No because the syntax is so awful. Programming languages are consumed by machines but written by humans. You need to find a middle ground that works for both. That's (one of the reasons) why we don't all program in assembly any more.
Lisp and similar are just "hey it's really easy to write a parser if we just make all programmers write the AST directly!". Cool if the goal of your language is a really simple parser. Not so cool if you want to make it pleasant to read for humans.
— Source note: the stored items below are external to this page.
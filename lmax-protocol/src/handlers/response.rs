//! Generic instruction responses.
//!
//! Most trading requests are answered synchronously with a document such as
//!
//! ```xml
//! <res><header><status>OK</status></header><body><instructionId>123</instructionId></body></res>
//! ```
//!
//! The only value of interest is the echoed instruction id, which correlates
//! the request with the asynchronous `order`/`execution` events that follow.

use crate::fields::FieldAccumulator;
use crate::handler::ElementHandler;
use crate::listener::Listeners;
use crate::protocol::element;

/// Handler for the `body` of an instruction response.
///
/// Keeps the last instruction id seen (`None` until a `body` closed with a
/// non-empty id) and publishes each one to its listeners.
#[derive(Debug)]
pub struct InstructionResponseHandler {
    fields: FieldAccumulator,
    instruction_id: Option<String>,
    listeners: Listeners<String>,
}

impl InstructionResponseHandler {
    pub fn new() -> Self {
        Self {
            fields: FieldAccumulator::with_fields(&[element::INSTRUCTION_ID]),
            instruction_id: None,
            listeners: Listeners::new(),
        }
    }

    pub fn instruction_id(&self) -> Option<&str> {
        self.instruction_id.as_deref()
    }

    pub fn on_instruction_id<F>(&mut self, listener: F)
    where
        F: FnMut(&String) + Send + 'static,
    {
        self.listeners.register(listener);
    }
}

impl Default for InstructionResponseHandler {
    fn default() -> Self {
        Self::new()
    }
}

impl ElementHandler for InstructionResponseHandler {
    fn element_name(&self) -> &str {
        element::BODY
    }

    fn fields(&self) -> Option<&FieldAccumulator> {
        Some(&self.fields)
    }

    fn fields_mut(&mut self) -> Option<&mut FieldAccumulator> {
        Some(&mut self.fields)
    }

    fn end_element(&mut self, _content: &str) {
        self.instruction_id = self.fields.string_opt(element::INSTRUCTION_ID);
        if let Some(id) = &self.instruction_id {
            self.listeners.publish(id);
        }
    }
}

/// Root for decoding one response document.
#[derive(Debug, Default)]
pub struct ResponseDocument {
    body: InstructionResponseHandler,
}

impl ResponseDocument {
    pub fn new() -> Self {
        Self::default()
    }

    pub fn body(&self) -> &InstructionResponseHandler {
        &self.body
    }

    pub fn body_mut(&mut self) -> &mut InstructionResponseHandler {
        &mut self.body
    }

    pub fn instruction_id(&self) -> Option<&str> {
        self.body.instruction_id()
    }
}

impl ElementHandler for ResponseDocument {
    fn element_name(&self) -> &str {
        ""
    }

    fn child_mut(&mut self, name: &str) -> Option<&mut (dyn ElementHandler + 'static)> {
        if name == element::BODY {
            Some(&mut self.body)
        } else {
            None
        }
    }

    fn end_element(&mut self, _content: &str) {}
}

#[cfg(test)]
mod tests {
    use super::*;
    use crate::dispatcher::Dispatcher;
    use std::sync::{Arc, Mutex};

    #[test]
    fn extracts_instruction_id_from_body() {
        let seen = Arc::new(Mutex::new(Vec::new()));
        let mut root = ResponseDocument::new();
        {
            let seen = Arc::clone(&seen);
            root.body_mut()
                .on_instruction_id(move |id| seen.lock().unwrap().push(id.clone()));
        }
        let mut d = Dispatcher::new(root);

        d.enter_element("res").unwrap();
        d.enter_element("header").unwrap();
        d.enter_element("status").unwrap();
        d.text("OK").unwrap();
        d.leave_element("status").unwrap();
        d.leave_element("header").unwrap();
        d.enter_element("body").unwrap();
        d.enter_element("instructionId").unwrap();
        d.text("123").unwrap();
        d.leave_element("instructionId").unwrap();
        d.leave_element("body").unwrap();
        d.leave_element("res").unwrap();

        assert_eq!(d.root().instruction_id(), Some("123"));
        assert_eq!(*seen.lock().unwrap(), vec!["123".to_string()]);
    }

    #[test]
    fn empty_body_has_no_instruction_id() {
        let mut handler = InstructionResponseHandler::new();
        handler.end_element("");
        assert_eq!(handler.instruction_id(), None);
    }
}
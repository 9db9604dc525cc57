// Domain layer: the web project model and the API port.

pub mod model;
pub mod ports;
use thiserror::Error;

#[derive(Error, Debug)]
pub enum AppError {
    #[error("API request failed: {0}")]
    Http(#[from] reqwest::Error),

    #[error("API responded with status {status} for {url}")]
    Status {
        status: reqwest::StatusCode,
        url: String,
    },

    #[error("Serialization error: {0}")]
    Decode(#[from] serde_json::Error),

    #[error("IO error: {0}")]
    Io(#[from] std::io::Error),

    #[error("TOML parse error: {0}")]
    Toml(#[from] toml::de::Error),

    #[error("Configuration error: {message}")]
    Config { message: String },

    #[error("Validation error on {field}: {message}")]
    Validation { field: String, message: String },

    #[error("Web project {id} not found")]
    NotFound { id: String },

    #[error("No web project is being edited")]
    NotEditing,
}

#[derive(Debug, Clone, Copy, PartialEq, Eq)]
pub enum ErrorCategory {
    Network,
    Data,
    Configuration,
    Input,
}

#[derive(Debug, Clone, Copy, PartialEq, Eq, PartialOrd, Ord)]
pub enum ErrorSeverity {
    Medium,
    High,
    Critical,
}

impl AppError {
    pub fn config(message: impl Into<String>) -> Self {
        AppError::Config {
            message: message.into(),
        }
    }

    pub fn validation(field: impl Into<String>, message: impl Into<String>) -> Self {
        AppError::Validation {
            field: field.into(),
            message: message.into(),
        }
    }

    pub fn category(&self) -> ErrorCategory {
        match self {
            AppError::Http(_) | AppError::Status { .. } => ErrorCategory::Network,
            AppError::Decode(_) => ErrorCategory::Data,
            AppError::Io(_) | AppError::Toml(_) | AppError::Config { .. } => {
                ErrorCategory::Configuration
            }
            AppError::Validation { .. } | AppError::NotFound { .. } | AppError::NotEditing => {
                ErrorCategory::Input
            }
        }
    }

    pub fn severity(&self) -> ErrorSeverity {
        match self.category() {
            ErrorCategory::Input => ErrorSeverity::High,
            ErrorCategory::Network | ErrorCategory::Data => ErrorSeverity::Medium,
            ErrorCategory::Configuration => ErrorSeverity::Critical,
        }
    }

    /// Process exit code for the CLI.
    pub fn exit_code(&self) -> i32 {
        match self.severity() {
            ErrorSeverity::High => 1,
            ErrorSeverity::Medium => 2,
            ErrorSeverity::Critical => 3,
        }
    }

    pub fn user_friendly_message(&self) -> String {
        match self {
            AppError::Http(_) => "Could not reach the web projects API.".to_string(),
            AppError::Status { status, .. } => {
                format!("The web projects API rejected the request ({}).", status)
            }
            AppError::Decode(_) => "The web projects API sent an unexpected response.".to_string(),
            AppError::Io(e) => format!("Could not read a file: {}", e),
            AppError::Toml(_) => "The configuration file is not valid TOML.".to_string(),
            AppError::Config { message } => format!("Invalid configuration: {}", message),
            AppError::Validation { message, .. } => message.clone(),
            AppError::NotFound { id } => format!("There is no web project with id {}.", id),
            AppError::NotEditing => "Start editing a web project first.".to_string(),
        }
    }

    pub fn recovery_suggestion(&self) -> &'static str {
        match self {
            AppError::Http(_) => "Check that the API server is running and --base-url is correct",
            AppError::Status { .. } => "Check the server logs for the rejected request",
            AppError::Decode(_) => "Make sure --base-url points at a web projects API",
            AppError::Io(_) | AppError::Toml(_) => "Check the path and contents of --config",
            AppError::Config { .. } => "Fix the reported configuration value",
            AppError::Validation { .. } => "Fill in every field and start the URL with \"www\"",
            AppError::NotFound { .. } => "Run `web-projects list` to see the available ids",
            AppError::NotEditing => "Call begin_edit before changing fields",
        }
    }
}

pub type Result<T> = std::result::Result<T, AppError>;
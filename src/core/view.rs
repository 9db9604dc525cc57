use crate::core::board::ProjectBoard;
use crate::domain::model::{ProjectField, WebProject};
use crate::domain::ports::ProjectApi;
use std::fmt::{self, Write};

fn field_value(project: &WebProject, field: ProjectField) -> &str {
    match field {
        ProjectField::Title => &project.title,
        ProjectField::Description => &project.description,
        ProjectField::Url => &project.url,
    }
}

/// Renders the board as plain text: heading, alert, list, add form.
pub fn render<A: ProjectApi>(board: &ProjectBoard<A>) -> String {
    let mut out = String::new();
    // fmt::Write for String never fails
    let _ = write_board(&mut out, board);
    out
}

fn write_board<A: ProjectApi>(out: &mut String, board: &ProjectBoard<A>) -> fmt::Result {
    writeln!(out, "Web Projects")?;
    writeln!(out, "============")?;
    if let Some(alert) = board.alert() {
        writeln!(out, "[!] {}", alert)?;
    }
    writeln!(out)?;

    if board.projects().is_empty() {
        writeln!(out, "(no web projects)")?;
    }

    for project in board.projects() {
        match board.editing().filter(|p| p.id == project.id) {
            Some(edited) => {
                writeln!(out, "#{} (editing)", project.id)?;
                write_fields(out, edited)?;
            }
            None => {
                writeln!(out, "#{}", project.id)?;
                writeln!(out, "  {}", project.title)?;
                writeln!(out, "  {}", project.description)?;
                writeln!(out, "  {}", project.url)?;
            }
        }
    }

    let draft = board.draft();
    writeln!(out)?;
    writeln!(out, "Add New Web Project")?;
    writeln!(out, "  title: {}", draft.title)?;
    writeln!(out, "  description: {}", draft.description)?;
    writeln!(out, "  url: {}", draft.url)
}

fn write_fields(out: &mut String, project: &WebProject) -> fmt::Result {
    for field in ProjectField::ALL {
        writeln!(out, "  {}: {}", field.name(), field_value(project, field))?;
    }
    Ok(())
}
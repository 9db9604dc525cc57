use tracing_subscriber::{layer::SubscriberExt, util::SubscriberInitExt, EnvFilter};

#[derive(Debug, Clone, Copy, PartialEq, Eq)]
pub enum LogFormat {
    Compact,
    /// JSON lines, for running under a log collector.
    Json,
}

/// Directives used when `RUST_LOG` is unset.
fn default_directives(verbose: bool) -> &'static str {
    if verbose {
        "web_projects=debug,info"
    } else {
        "web_projects=info"
    }
}

fn env_filter(verbose: bool) -> EnvFilter {
    EnvFilter::try_from_default_env()
        .unwrap_or_else(|_| EnvFilter::new(default_directives(verbose)))
}

/// Installs the global subscriber; logs go to stderr so stdout carries only
/// the rendered board.
pub fn init_logger(verbose: bool, format: LogFormat) {
    let layer = tracing_subscriber::fmt::layer()
        .with_target(false)
        .with_thread_ids(false)
        .with_file(false)
        .with_line_number(false)
        .with_writer(std::io::stderr);

    let registry = tracing_subscriber::registry().with(env_filter(verbose));
    match format {
        LogFormat::Compact => registry.with(layer.compact()).init(),
        LogFormat::Json => registry.with(layer.json()).init(),
    }
}

#[cfg(test)]
mod tests {
    use super::*;

    #[test]
    fn test_default_directives_parse() {
        for verbose in [false, true] {
            let filter = EnvFilter::try_new(default_directives(verbose)).unwrap();
            assert!(filter.to_string().contains("web_projects="));
        }
        assert!(default_directives(true).contains("debug"));
        assert!(!default_directives(false).contains("debug"));
    }
}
I've never used a Lisp either, but I get the impression that "forcing you to write the AST" is sort of the secret sauce. That is, if your source code is basically an AST to begin with, then transforming that AST programmatically (i.e. macros) is much more ergonomic. So you do, which means that Lisp ends up operating at a higher level of abstraction than most languages because you can basically create DSL on the fly for whatever you're doing.
That's my impression, at least. Like I said, I've never actually used a Lisp. Maybe I'm put off by the smug superiority of so many Lisp people who presume that using Lisp makes them better at programming, smarter, and probably morally superior to me.
As someone who writes a lot of Scheme, I agree that the math syntax is not good. There have been proposals to add infix expressions (https://srfi.schemers.org/srfi-105/) but nobody seems to want them, or can agree on specifics.
However, code that is mostly function calls is fine for me, since those would have parentheses anyways in C++/Rust/whatever. In that case it makes the language more regular, which is nice for writing macros.
I'd be curious to hear your opinion on wisp (https://srfi.schemers.org/srfi-119/srfi-119.html) and the Readable project (https://srfi.schemers.org/srfi-110/srfi-110.html) which are significant indentation syntaxes for Lisp languages that are still closely related to the AST and allow for easy macro writing.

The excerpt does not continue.